The kids are coming up from behind.
I'm losing my edge.
I'm losing my edge to the kids from Cambodia and from Milan.
But I was there.

I was there in 1983.
I was there at the first Art of Noise show in London.
I'm losing my edge.
I'm losing my edge to the kids whose footsteps I hear when they get on the decks.
I'm losing my edge to the internet seekers who can tell me every member of every good group from 1960 to 1973.
I'm losing my edge.

To all the kids in Houston and London.
I'm losing my edge to the art-school Bremen kids in little jackets and borrowed nostalgia for the unremembered nineties.

I'm losing my edge.
I'm losing my edge.
I can hear the footsteps every night on the decks.
But I was there.

I was there in 1965 at the first Beefheart practice in a loft in Lancaster.
I was working on the theremin sounds with much patience.
I was there when Tom Verlaine started up his first band.
I told him, "Don't do it that way.
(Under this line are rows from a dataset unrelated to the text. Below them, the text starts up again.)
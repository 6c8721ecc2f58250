use sqlx::PgPool;

use crate::db::models::User;
use crate::db::types::UserRole;

const COLUMNS: &str = "id, name, email, hashed_password, role, created_at";

pub(crate) async fn find_by_id(pool: &PgPool, id: &str) -> Result<Option<User>, sqlx::Error> {
    sqlx::query_as::<_, User>(&format!("SELECT {COLUMNS} FROM users WHERE id = $1"))
        .bind(id)
        .fetch_optional(pool)
        .await
}

pub(crate) async fn find_by_email(pool: &PgPool, email: &str) -> Result<Option<User>, sqlx::Error> {
    sqlx::query_as::<_, User>(&format!("SELECT {COLUMNS} FROM users WHERE email = $1"))
        .bind(email)
        .fetch_optional(pool)
        .await
}

pub(crate) async fn exists_by_email(
    pool: &PgPool,
    email: &str,
) -> Result<Option<String>, sqlx::Error> {
    sqlx::query_scalar::<_, String>("SELECT id FROM users WHERE email = $1")
        .bind(email)
        .fetch_optional(pool)
        .await
}

pub(crate) struct CreateUser<'a> {
    pub(crate) id: &'a str,
    pub(crate) name: &'a str,
    pub(crate) email: &'a str,
    pub(crate) hashed_password: String,
    pub(crate) role: UserRole,
    pub(crate) created_at: time::PrimitiveDateTime,
}

pub(crate) async fn create(pool: &PgPool, params: CreateUser<'_>) -> Result<User, sqlx::Error> {
    sqlx::query_as::<_, User>(&format!(
        "INSERT INTO users (id, name, email, hashed_password, role, created_at)
         VALUES ($1,$2,$3,$4,$5,$6)
         RETURNING {COLUMNS}",
    ))
    .bind(params.id)
    .bind(params.name)
    .bind(params.email)
    .bind(params.hashed_password)
    .bind(params.role)
    .bind(params.created_at)
    .fetch_one(pool)
    .await
}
You'll never make a dime."
I was there.
I was the first guy playing Depeche Mode to the rock kids.
I played it at the Crocodile.
Everybody thought I was crazy.
We all know.
I was there.
I was there.
I've never been wrong.

But I'm losing my edge to better-looking people with better ideas and more talent.
And they're actually really, really nice.

I'm losing my edge.

I heard you have a compilation of every good song ever done by anybody.
Every great song by DNA. All the underground hits.

All Guru Guru tracks. I heard you have a vinyl of every Eyeless In Gaza record on German import.

I heard that you have a white label of every seminal grunge hit - 1985, '86, '87.
I heard that you have a CD compilation of every good '60s cut and another box set from the '80s.

I hear you're buying a theremin and a güiro and are throwing your macbook out the window because you want to make something real. You want to make a Clear Light record.

I hear that you and your band have sold your chamberlin and bought a güiro.
I hear that you and your band have sold your güiro and bought a chamberlin.

I hear everybody that you know is more relevant than everybody that I know.

But have you seen my records?

Pharoah Sanders, Faraquet, Wighnomy Brothers & Robag Wruhme, Symarip, The American Breed, Charles Mingus, Tomorrow, H. Thieme, Minutemen, The J.B.'s, Eric Dolphy, Ajijia Myrayebe, Curtis Mayfield, the Germs, Fort Wilson Riot, Heaven 17, Tres Demented, Rhythim Is Rhythim, 8 Eyed Spy, Excepter, Nils Olav, PIL, Henry Cow, Al Stewart, Strawberry Alarm Clock, Cecil Taylor, Interpol, Matthew Halsall, Gang Gang Dance, Drexciya, Neu!, DNA, Sun City Girls, Jacques Brel, Avey Tare & Kría Brekkan, Lebanon Hanover, Moss Icon, Royal Trux, The Kinks, Mr. Review, Babytalk, Selector Dub Narcotic, The Evens, Janne Schatter, Silicon Teens, Kevin Saunderson, Leonard Cohen, Ten City, Wally Richardson, Crispy Ambulance, Brass Construction, Kaleidoscope, L. Decosne, Minnie Riperton, The Count Five, Shoche, Sandy B, Gerry Rafferty, Quadrant, Peter Gordon & Love of Life Orchestra, The Stooges, The Stooges, The Stooges, The Stooges.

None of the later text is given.